Its design, unfortunately, is not so trivial.

Usually a CDR architecture is similar to the Phase Locked Loop (PLL) model (Fig. 1), where the phase of a reference signal is compared to the phase of an adjustable feedback signal, generally provided by a Voltage Controlled Oscillator (VCO). The output of the Phase Detector (PD) is filtered and used to pilot the VCO frequency. When the phase comparison is in steady state, e.g. the phase and frequency of the reference signal is equal to the phase and frequency of the feeedback signal, we say that the PLL is locked.

In the case of a CDR, the steady state is reached when the VCO clock frequency match the reference signal’s data rate.

Fig. 1 Basic design of a PLL.

Essentially, breaking down the design, for a fully functional CDR, a controlled oscillator and a PD are needed.

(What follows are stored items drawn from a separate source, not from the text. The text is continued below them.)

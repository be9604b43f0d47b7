//! Benchmark case catalogue.
//!
//! # Data Flow
//! ```text
//! BenchConfig + RouterBuilder registry
//!     → Suite::new (one Simple case + one Route case per scale, per router)
//!     → Suite::filter (name pattern)
//!     → BenchCase::prepare (fixture + dispatcher, untimed)
//!     → PreparedCase::run (timed harness loop)
//!     → CaseReport
//! ```
//!
//! # Design Decisions
//! - Case names are `<Router>Simple` and `<Router>Route<request count>`
//! - Setup is always separate from the timed run
//! - Cases are built lazily so filtering never constructs unused routers

use std::fmt;
use std::sync::Arc;

use serde::Serialize;
use thiserror::Error;

use crate::adapters::{builder_by_name, AdapterError, RouterBuilder};
use crate::config::{BenchConfig, FixtureConfig};
use crate::fixture::{request_count, Fixture, FixtureError};
use crate::harness::{Dispatcher, Harness, HarnessError, ResponseCheck, RunReport};

/// Errors from preparing or running a case.
#[derive(Debug, Error)]
pub enum SuiteError {
    #[error("unknown router {0:?}")]
    UnknownRouter(String),

    #[error("fixture: {0}")]
    Fixture(#[from] FixtureError),

    #[error("router: {0}")]
    Adapter(#[from] AdapterError),

    #[error("{case}: {source}")]
    Run {
        case: String,
        #[source]
        source: HarnessError,
    },
}

/// What a case dispatches.
#[derive(Debug, Clone, Copy, PartialEq, Eq)]
pub enum CaseKind {
    /// Single route, single request: `GET /action`.
    Simple,
    /// Full namespace x resource table with `scale` resources per namespace.
    Routes { scale: usize },
}

/// One named benchmark, not yet built.
#[derive(Clone)]
pub struct BenchCase {
    name: String,
    kind: CaseKind,
    router: Arc<dyn RouterBuilder>,
    fixture: FixtureConfig,
}

impl fmt::Debug for BenchCase {
    fn fmt(&self, f: &mut fmt::Formatter<'_>) -> fmt::Result {
        f.debug_struct("BenchCase")
            .field("name", &self.name)
            .field("kind", &self.kind)
            .field("router", &self.router.name())
            .finish()
    }
}

impl BenchCase {
    pub fn name(&self) -> &str {
        &self.name
    }

    pub fn kind(&self) -> CaseKind {
        self.kind
    }

    pub fn router_name(&self) -> &'static str {
        self.router.name()
    }

    /// Build the fixture and dispatcher. Not timed.
    pub fn prepare(&self) -> Result<PreparedCase, SuiteError> {
        let (fixture, dispatcher) = match self.kind {
            CaseKind::Simple => (Fixture::simple(), self.router.simple()?),
            CaseKind::Routes { scale } => {
                let fixture = Fixture::with_member_id(
                    &self.fixture.namespaces,
                    scale,
                    &self.fixture.member_id,
                )?;
                let dispatcher = self.router.build(fixture.namespaces(), fixture.resources())?;
                (fixture, dispatcher)
            }
        };

        tracing::info!(case = %self.name, requests = fixture.len(), "Case prepared");
        Ok(PreparedCase {
            name: self.name.clone(),
            fixture,
            dispatcher,
        })
    }
}

/// A case with its fixture and dispatcher built, ready to time.
pub struct PreparedCase {
    name: String,
    fixture: Fixture,
    dispatcher: Box<dyn Dispatcher>,
}

impl PreparedCase {
    pub fn name(&self) -> &str {
        &self.name
    }

    pub fn fixture(&self) -> &Fixture {
        &self.fixture
    }

    /// Harness over this case's dispatcher and requests.
    pub fn harness(&mut self, check: ResponseCheck) -> Harness<'_, dyn Dispatcher> {
        Harness::new(self.dispatcher.as_mut(), self.fixture.requests(), check)
    }

    /// Time `iterations` dispatches.
    pub fn run(&mut self, iterations: u64, check: ResponseCheck) -> Result<CaseReport, SuiteError> {
        let name = self.name.clone();
        let requests = self.fixture.len();
        let run = self
            .harness(check)
            .run(iterations)
            .map_err(|source| SuiteError::Run {
                case: name.clone(),
                source,
            })?;
        Ok(CaseReport::new(name, requests, run))
    }
}

/// Result of one timed case.
#[derive(Debug, Clone, Serialize)]
pub struct CaseReport {
    pub name: String,
    pub requests: usize,
    #[serde(flatten)]
    pub run: RunReport,
    pub ns_per_op: f64,
}

impl CaseReport {
    pub fn new(name: String, requests: usize, run: RunReport) -> Self {
        let ns_per_op = run.ns_per_op();
        Self {
            name,
            requests,
            run,
            ns_per_op,
        }
    }
}

impl fmt::Display for CaseReport {
    fn fmt(&self, f: &mut fmt::Formatter<'_>) -> fmt::Result {
        write!(
            f,
            "Benchmark{:<28}\t{:>10}\t{:>12.1} ns/op",
            self.name, self.run.iterations, self.ns_per_op
        )
    }
}

/// The ordered set of cases for a session.
#[derive(Debug, Clone)]
pub struct Suite {
    cases: Vec<BenchCase>,
}

impl Suite {
    /// Cases for every builder named in `config.suite.routers` (all if empty).
    pub fn from_config(config: &BenchConfig) -> Result<Self, SuiteError> {
        let builders = if config.suite.routers.is_empty() {
            crate::adapters::builders()
        } else {
            config
                .suite
                .routers
                .iter()
                .map(|name| {
                    builder_by_name(name).ok_or_else(|| SuiteError::UnknownRouter(name.clone()))
                })
                .collect::<Result<Vec<_>, _>>()?
        };
        Ok(Self::new(builders, config))
    }

    /// Cases for `builders`: `Simple` first, then one `Route` case per scale.
    pub fn new(builders: Vec<Box<dyn RouterBuilder>>, config: &BenchConfig) -> Self {
        let namespaces = config.fixture.namespaces.len();
        let mut cases = Vec::with_capacity(builders.len() * (config.suite.scales.len() + 1));

        for builder in builders {
            let router: Arc<dyn RouterBuilder> = Arc::from(builder);
            cases.push(BenchCase {
                name: format!("{}Simple", router.name()),
                kind: CaseKind::Simple,
                router: router.clone(),
                fixture: config.fixture.clone(),
            });
            for &scale in &config.suite.scales {
                cases.push(BenchCase {
                    name: format!("{}Route{}", router.name(), request_count(namespaces, scale)),
                    kind: CaseKind::Routes { scale },
                    router: router.clone(),
                    fixture: config.fixture.clone(),
                });
            }
        }

        Self { cases }
    }

    pub fn cases(&self) -> &[BenchCase] {
        &self.cases
    }

    /// Cases whose name contains `pattern`. An empty pattern selects all;
    /// a leading `Benchmark` prefix is ignored.
    pub fn filter<'a>(&'a self, pattern: &'a str) -> impl Iterator<Item = &'a BenchCase> + 'a {
        let pattern = pattern.strip_prefix("Benchmark").unwrap_or(pattern);
        self.cases.iter().filter(move |case| case.name.contains(pattern))
    }
}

This paper has the intent to show a possible implementation of a CDR. .. adopting the FPGA technology, in particular the target is a Xilinx Kintex 7 (XC7K325T–2FFG900C), which presents a good balance between performances and cost. In particular the target is a Xilinx Kintex 7 (XC7K325T-2FFG900C). The design is intended to work with a range of data rates that allows the use of the high range (HR) general purpose I/O pin of the FPGA over the dedicated tranceivers, resulting in a reduced power consumption and a more straightforward design.